• _Exercise aim_
Your answer must be every line of the data that holds the string "stdout".

• _Material for the task_
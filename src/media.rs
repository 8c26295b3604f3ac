/*!
 * Audio extraction with ffmpeg.
 *
 * Speech recognition wants 16 kHz mono 16-bit PCM, so every input is converted with
 * `ffmpeg -vn -acodec pcm_s16le -ar 16000 -ac 1`. ffmpeg reports progress on stderr as
 * `time=HH:MM:SS.ss` stats lines, which feed a progress bar sized from ffprobe's duration.
 */

use indicatif::{ProgressBar, ProgressStyle};
use log::{debug, info, warn};
use once_cell::sync::Lazy;
use regex::Regex;
use std::ffi::OsStr;
use std::path::{Path, PathBuf};
use std::process::Stdio;
use std::time::Duration;
use tokio::io::AsyncReadExt;
use tokio::process::Command;

use crate::errors::AppError;

static TIME_REGEX: Lazy<Regex> = Lazy::new(|| {
    Regex::new(r"time=(\d+):(\d{2}):(\d{2}(?:\.\d+)?)").expect("ffmpeg time regex is valid")
});

// Bundled fallback next to the working directory
const BUNDLED_FFMPEG: &str = "tools/ffmpeg/ffmpeg";

/// Runs ffmpeg/ffprobe to turn a media file into recognizer-ready audio
#[derive(Debug, Clone)]
pub struct AudioExtractor {
    ffmpeg: PathBuf,
    ffprobe: Option<PathBuf>,
    timeout: Duration,
}

impl AudioExtractor {
    /// Resolve ffmpeg from the explicit path, then `PATH`, then the bundled copy
    pub fn new(ffmpeg_path: Option<PathBuf>) -> Result<Self, AppError> {
        let ffmpeg = match ffmpeg_path {
            Some(path) => {
                if !path.is_file() {
                    return Err(AppError::Media(format!("ffmpeg not found at {}", path.display())));
                }
                path
            }
            None => find_executable("ffmpeg")
                .or_else(|| {
                    let bundled = PathBuf::from(BUNDLED_FFMPEG);
                    bundled.is_file().then_some(bundled)
                })
                .ok_or_else(|| {
                    AppError::Media("ffmpeg was not found on PATH; install it or set audio.ffmpeg_path".to_string())
                })?,
        };

        // ffprobe usually ships next to ffmpeg
        let ffprobe = ffmpeg
            .parent()
            .and_then(|dir| find_executable_in("ffprobe", dir))
            .or_else(|| find_executable("ffprobe"));

        if ffprobe.is_none() {
            warn!("ffprobe not found, extraction progress will not show a total");
        }

        debug!("Using ffmpeg at {}", ffmpeg.display());
        Ok(Self {
            ffmpeg,
            ffprobe,
            timeout: Duration::from_secs(3600),
        })
    }

    /// Upper bound for one extraction
    pub fn with_timeout(mut self, timeout: Duration) -> Self {
        self.timeout = timeout;
        self
    }

    pub fn ffmpeg_path(&self) -> &Path {
        &self.ffmpeg
    }

    pub fn ffprobe_path(&self) -> Option<&Path> {
        self.ffprobe.as_deref()
    }

    /// Media duration in seconds, 0.0 when it cannot be determined
    pub async fn probe_duration(&self, input: &Path) -> f64 {
        let Some(ffprobe) = &self.ffprobe else {
            return 0.0;
        };

        let output = Command::new(ffprobe)
            .args(["-v", "error", "-show_entries", "format=duration", "-of", "default=noprint_wrappers=1:nokey=1"])
            .arg(input)
            .output()
            .await;

        match output {
            Ok(output) if output.status.success() => String::from_utf8_lossy(&output.stdout)
                .trim()
                .parse::<f64>()
                .unwrap_or(0.0),
            Ok(output) => {
                debug!("ffprobe failed: {}", String::from_utf8_lossy(&output.stderr).trim());
                0.0
            }
            Err(e) => {
                debug!("Failed to run ffprobe: {}", e);
                0.0
            }
        }
    }

    /// Extract 16 kHz mono PCM audio from `input` into `output`.
    ///
    /// An existing output is reused unless `force` is set.
    pub async fn extract(&self, input: &Path, output: &Path, force: bool) -> Result<PathBuf, AppError> {
        if !input.is_file() {
            return Err(AppError::Media(format!("Input file does not exist: {}", input.display())));
        }
        if output.is_file() && !force {
            info!("Reusing extracted audio {}", output.display());
            return Ok(output.to_path_buf());
        }
        if let Some(parent) = output.parent() {
            if !parent.as_os_str().is_empty() {
                std::fs::create_dir_all(parent)?;
            }
        }

        let duration = self.probe_duration(input).await;
        let progress = extraction_progress_bar(duration);

        info!("Extracting audio from {}", input.display());
        let mut child = Command::new(&self.ffmpeg)
            .arg("-y")
            .arg("-i")
            .arg(input)
            .args(["-vn", "-acodec", "pcm_s16le", "-ar", "16000", "-ac", "1", "-stats"])
            .arg(output)
            .stdout(Stdio::null())
            .stderr(Stdio::piped())
            .kill_on_drop(true)
            .spawn()
            .map_err(|e| AppError::Media(format!("Failed to execute ffmpeg: {}", e)))?;

        let mut stderr = child
            .stderr
            .take()
            .ok_or_else(|| AppError::Media("ffmpeg stderr was not captured".to_string()))?;

        let pb = progress.clone();
        let run = async move {
            let mut tail = String::new();
            let mut pending = String::new();
            let mut buf = [0u8; 4096];
            loop {
                let read = stderr.read(&mut buf).await?;
                if read == 0 {
                    break;
                }
                pending.push_str(&String::from_utf8_lossy(&buf[..read]));

                // Stats lines end with \r, everything else with \n
                while let Some(pos) = pending.find(['\r', '\n']) {
                    let line: String = pending.drain(..=pos).collect();
                    let line = line.trim();
                    if let Some(seconds) = parse_stats_time(line) {
                        pb.set_position(seconds as u64);
                    } else if !line.is_empty() {
                        tail = line.to_string();
                    }
                }
            }
            let status = child.wait().await?;
            Ok::<_, std::io::Error>((status, tail))
        };

        let (status, tail) = match tokio::time::timeout(self.timeout, run).await {
            Ok(result) => result?,
            Err(_) => {
                progress.abandon();
                return Err(AppError::Media(format!(
                    "ffmpeg timed out after {}s on {}",
                    self.timeout.as_secs(),
                    input.display()
                )));
            }
        };

        if !status.success() {
            progress.abandon();
            return Err(AppError::Media(format!("Audio extraction failed ({}): {}", status, tail)));
        }

        progress.finish_and_clear();
        info!("Audio written to {}", output.display());
        Ok(output.to_path_buf())
    }
}

/// Seconds encoded in an ffmpeg `time=HH:MM:SS.ss` stats line
pub fn parse_stats_time(line: &str) -> Option<f64> {
    let caps = TIME_REGEX.captures(line)?;
    let hours: f64 = caps.get(1)?.as_str().parse().ok()?;
    let minutes: f64 = caps.get(2)?.as_str().parse().ok()?;
    let seconds: f64 = caps.get(3)?.as_str().parse().ok()?;
    Some(hours * 3600.0 + minutes * 60.0 + seconds)
}

fn extraction_progress_bar(duration_secs: f64) -> ProgressBar {
    let pb = if duration_secs > 0.0 {
        ProgressBar::new(duration_secs.ceil() as u64)
    } else {
        ProgressBar::new_spinner()
    };
    let style = ProgressStyle::default_bar()
        .template("{spinner:.green} [{elapsed_precise}] [{bar:40.cyan/blue}] {pos}/{len}s audio ({percent}%) {eta}")
        .unwrap_or_else(|_| ProgressStyle::default_bar());
    pb.set_style(style.progress_chars("█▓▒░"));
    pb
}

/// First executable named `name` on `PATH`
pub fn find_executable(name: &str) -> Option<PathBuf> {
    which::which(name).ok()
}

/// First executable named `name` in the `PATH`-style list `paths`
pub fn find_executable_in(name: &str, paths: impl AsRef<OsStr>) -> Option<PathBuf> {
    let cwd = std::env::current_dir().ok()?;
    which::which_in(name, Some(paths), cwd).ok()
}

• _Output_
            Ok(output) if output.status.success() => String::from_utf8_lossy(&output.stdout)
            .stdout(Stdio::null())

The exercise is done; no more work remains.